Thus, we implement a pattern-based strategy for the event's title identification. The corresponding pattern is given below:

<head> Title_Block </head>.

With regard to other properties such as category or date of events, we have carried out a supervised-learning-based strategy for their identification. We only analyse the textual content of webpages for this purpose. In the state of the art, there are several supervised learning-based algorithms that are known to be effective for text tagging. The two most commonly used ones are the Neural Networks algorithm ^[³⁰^] and the Conditional Random Fields (CRF) algorithm ^[¹⁶^]. For our experimentation, we chose the CRF algorithm. This was due to the difficulty of compiling the necessary training set. In fact, Neural Networks require a large amount of data for training when the number of features to take into account is high ^[⁶^]. In our context, the analysed texts are long (600 words average) and we wish to use the maximum number of features to detect blocks. CRF appears to be a good compromise between manual annotation efforts and efficient processing.

Several criteria are necessary for determining features to infer the learning model. We based ourselves on the work of Ollagnier et al. ^[²⁰^] for the choice of these criteria. The most relevant for our problem are the following:

— The word (token): this will generate features like the part of speech (POS), the lemma, the shape (upper case, lower case, capitalized), the position in text, etc;
— Sequence of words: this makes it possible to take into account the co-occurrences of words;
— Properties of the words in the same window: for each word in a window, joint features are constructed from those of other words. The number of words to take into account to the left and to the right of the analysed word are parameters of the algorithm;
— Substrings of characters constituting a word: in this case, the features applied to the words are also applied to their substrings (n-gram). The maximum size of substrings to consider is a parameter of the algorithm.

We use the CRF implementation of the Stanford NER library ^¹ to train our block detection model. The training set is composed of 360 webpages from 12 ticketing websites. This corresponds to about 218,000 words as input into the trainer.

The obtained blocks are illustrated in Figure 4. Indeed, blocks containing the effective properties of the event are delimited by continuous line rectangles. In this example, the identification of the performance block makes it possible to distinguish between the date of the described event (Saturday, October 14, 2017) and both the ticketing opening date (September 06, 2017) and that of the other event with the same performer (April 10, 2016) mentioned in the text. The same block also contains information about venue, performers and even price and hour.

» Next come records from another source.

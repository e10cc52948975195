//! In-memory channel transports.
//!
//! Each `*_pair` function returns two connected endpoints; a frame sent on
//! one side arrives on the other. Used by the test suites and for loopback
//! wiring; production deployments implement the transport traits over their
//! actual socket or BLE stack.

use bytes::Bytes;
use tokio::sync::mpsc;

use super::{
    BleLink, BleWriter, BoxFuture, FrameReader, FrameTransport, FrameWriter, NotificationStream,
    Transport,
};
use crate::error::{GatewayError, Result};

/// Blocking endpoint backed by a pair of std channels.
#[derive(Debug)]
pub struct BlockingChannelTransport {
    tx: Option<std::sync::mpsc::Sender<Bytes>>,
    rx: std::sync::mpsc::Receiver<Bytes>,
}

/// Two connected blocking endpoints.
pub fn blocking_pair() -> (BlockingChannelTransport, BlockingChannelTransport) {
    let (a_tx, a_rx) = std::sync::mpsc::channel();
    let (b_tx, b_rx) = std::sync::mpsc::channel();
    (
        BlockingChannelTransport {
            tx: Some(a_tx),
            rx: b_rx,
        },
        BlockingChannelTransport {
            tx: Some(b_tx),
            rx: a_rx,
        },
    )
}

impl Transport for BlockingChannelTransport {
    fn send_frame(&mut self, frame: &[u8]) -> Result<()> {
        let tx = self.tx.as_ref().ok_or(GatewayError::ConnectionClosed)?;
        tx.send(Bytes::copy_from_slice(frame))
            .map_err(|_| GatewayError::ConnectionClosed)
    }

    fn recv_frame(&mut self) -> Result<Bytes> {
        self.rx.recv().map_err(|_| GatewayError::ConnectionClosed)
    }

    fn close(&mut self) -> Result<()> {
        self.tx = None;
        Ok(())
    }
}

/// Async endpoint backed by a pair of tokio channels.
pub struct ChannelTransport {
    tx: mpsc::Sender<Bytes>,
    rx: mpsc::Receiver<Bytes>,
}

/// Two connected async endpoints.
pub fn async_pair(capacity: usize) -> (ChannelTransport, ChannelTransport) {
    let (a_tx, a_rx) = mpsc::channel(capacity);
    let (b_tx, b_rx) = mpsc::channel(capacity);
    (
        ChannelTransport { tx: a_tx, rx: b_rx },
        ChannelTransport { tx: b_tx, rx: a_rx },
    )
}

impl FrameTransport for ChannelTransport {
    type Reader = ChannelReader;
    type Writer = ChannelWriter;

    fn split(self) -> (Self::Reader, Self::Writer) {
        (
            ChannelReader { rx: self.rx },
            ChannelWriter { tx: Some(self.tx) },
        )
    }
}

pub struct ChannelReader {
    rx: mpsc::Receiver<Bytes>,
}

impl FrameReader for ChannelReader {
    fn recv(&mut self) -> BoxFuture<'_, Result<Option<Bytes>>> {
        Box::pin(async move { Ok(self.rx.recv().await) })
    }
}

pub struct ChannelWriter {
    tx: Option<mpsc::Sender<Bytes>>,
}

impl FrameWriter for ChannelWriter {
    fn send(&mut self, frame: Bytes) -> BoxFuture<'_, Result<()>> {
        Box::pin(async move {
            let tx = self.tx.as_ref().ok_or(GatewayError::ConnectionClosed)?;
            tx.send(frame)
                .await
                .map_err(|_| GatewayError::ConnectionClosed)
        })
    }

    fn close(&mut self) -> BoxFuture<'_, Result<()>> {
        Box::pin(async move {
            self.tx = None;
            Ok(())
        })
    }
}

/// Async BLE-shaped endpoint; each channel item is one fragment.
pub struct ChannelBleLink {
    tx: mpsc::Sender<Bytes>,
    rx: mpsc::Receiver<Bytes>,
}

/// Two connected fragment-level endpoints.
pub fn ble_pair(capacity: usize) -> (ChannelBleLink, ChannelBleLink) {
    let (a_tx, a_rx) = mpsc::channel(capacity);
    let (b_tx, b_rx) = mpsc::channel(capacity);
    (
        ChannelBleLink { tx: a_tx, rx: b_rx },
        ChannelBleLink { tx: b_tx, rx: a_rx },
    )
}

impl BleLink for ChannelBleLink {
    type Notifications = ChannelNotifications;
    type Writer = ChannelBleWriter;

    fn split(self) -> (Self::Notifications, Self::Writer) {
        (
            ChannelNotifications { rx: self.rx },
            ChannelBleWriter { tx: Some(self.tx) },
        )
    }
}

pub struct ChannelNotifications {
    rx: mpsc::Receiver<Bytes>,
}

impl NotificationStream for ChannelNotifications {
    fn next(&mut self) -> BoxFuture<'_, Result<Option<Bytes>>> {
        Box::pin(async move { Ok(self.rx.recv().await) })
    }
}

pub struct ChannelBleWriter {
    tx: Option<mpsc::Sender<Bytes>>,
}

impl BleWriter for ChannelBleWriter {
    fn write_fragment(&mut self, fragment: Bytes) -> BoxFuture<'_, Result<()>> {
        Box::pin(async move {
            let tx = self.tx.as_ref().ok_or(GatewayError::ConnectionClosed)?;
            tx.send(fragment)
                .await
                .map_err(|_| GatewayError::ConnectionClosed)
        })
    }

    fn disconnect(&mut self) -> BoxFuture<'_, Result<()>> {
        Box::pin(async move {
            self.tx = None;
            Ok(())
        })
    }
}

#[cfg(test)]
mod tests {
    use super::*;

    #[test]
    fn test_blocking_pair_delivers_frames() {
        let (mut a, mut b) = blocking_pair();
        a.send_frame(b"hello").unwrap();
        assert_eq!(b.recv_frame().unwrap(), Bytes::from_static(b"hello"));
    }

    #[test]
    fn test_blocking_close_is_seen_by_peer() {
        let (mut a, mut b) = blocking_pair();
        a.close().unwrap();
        assert!(matches!(
            b.recv_frame(),
            Err(GatewayError::ConnectionClosed)
        ));
        assert!(matches!(
            a.send_frame(b"late"),
            Err(GatewayError::ConnectionClosed)
        ));
    }

    #[tokio::test]
    async fn test_async_pair_delivers_frames() {
        let (a, b) = async_pair(4);
        let (mut a_rx, mut a_tx) = a.split();
        let (mut b_rx, mut b_tx) = b.split();

        a_tx.send(Bytes::from_static(b"ping")).await.unwrap();
        assert_eq!(b_rx.recv().await.unwrap(), Some(Bytes::from_static(b"ping")));

        b_tx.send(Bytes::from_static(b"pong")).await.unwrap();
        assert_eq!(a_rx.recv().await.unwrap(), Some(Bytes::from_static(b"pong")));
    }

    #[tokio::test]
    async fn test_async_close_yields_none() {
        let (a, b) = async_pair(4);
        let (_a_rx, mut a_tx) = a.split();
        let (mut b_rx, _b_tx) = b.split();

        a_tx.close().await.unwrap();
        assert_eq!(b_rx.recv().await.unwrap(), None);
    }

    #[tokio::test]
    async fn test_ble_pair_preserves_fragment_order() {
        let (a, b) = ble_pair(8);
        let (_n, mut w) = a.split();
        let (mut notifications, _bw) = b.split();

        w.write_fragment(Bytes::from_static(b"\x01AB")).await.unwrap();
        w.write_fragment(Bytes::from_static(b"\x00CD")).await.unwrap();
        assert_eq!(
            notifications.next().await.unwrap(),
            Some(Bytes::from_static(b"\x01AB"))
        );
        assert_eq!(
            notifications.next().await.unwrap(),
            Some(Bytes::from_static(b"\x00CD"))
        );
    }
}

Fig. 4 Illustration of block detection

This block detection module needs to be tuned each time a new corpus has to be processed: pattern-based and/or learning-based approaches might be adapted.

4.2 Property Annotation

This module is dedicated to the identification of the properties of complex NEs in the blocks detected by the first processing module. As an input, we have a set of annotators that can be state-of-the-art standards or customized ones. We also have the model describing each of the complex NE's properties and the webpage in which blocks have been detected.

For each property, the block containing it is selected first. Then an annotator in the input set is invoked according to the specificities of the property. Finally, the selected annotator is used to identify the targeted property in the relevant block.

To identify an event title in the corresponding block, we choose a supervised learning-based approach. This choice is due to the fact that this property does not follow any regular forms or cannot be expressed in a controlled vocabulary. Indeed, an event's title can be a single word (Rihanna) or a whole sentence (Jeff Panacloc loses control). We use the CRF algorithm to train our event title annotator, in the same way as for block detection. We re-use the same criteria for the generation of features, but with different parameters (window size, substring size, etc.).

The event category annotator is built using a knowledge-based approach. The main reason for this choice is that the vocabulary used to express a social event's categories is controlled. We analysed a set of online platforms dealing with this type of event to build a knowledge resource, including ticketing websites, tourist office sites and event directories. We represent this resource as a tree of concepts, each concept being characterized by a set of labels. The resulting tree has 4 hierarchical levels and contains 57 concepts for 610 labels. The resource is projected on the text of blocks to annotate the mentions of event categories.

The annotation of the event venues is based on the cascading combination of three annotators. The purpose of the cascading combination of these annotators is to detect an event venue in its most complete form whenever possible. Indeed, the first one in this combination is a pattern-based address annotator ^[¹¹^]. If it does not detect any place, an annotator based on a gazetteer of event venue names (built from DBPedia ^² and Google Maps ^³ data) is then invoked. If no venue is detected by the first two annotators, an annotator using a city name lexicon can be used to identify the venue.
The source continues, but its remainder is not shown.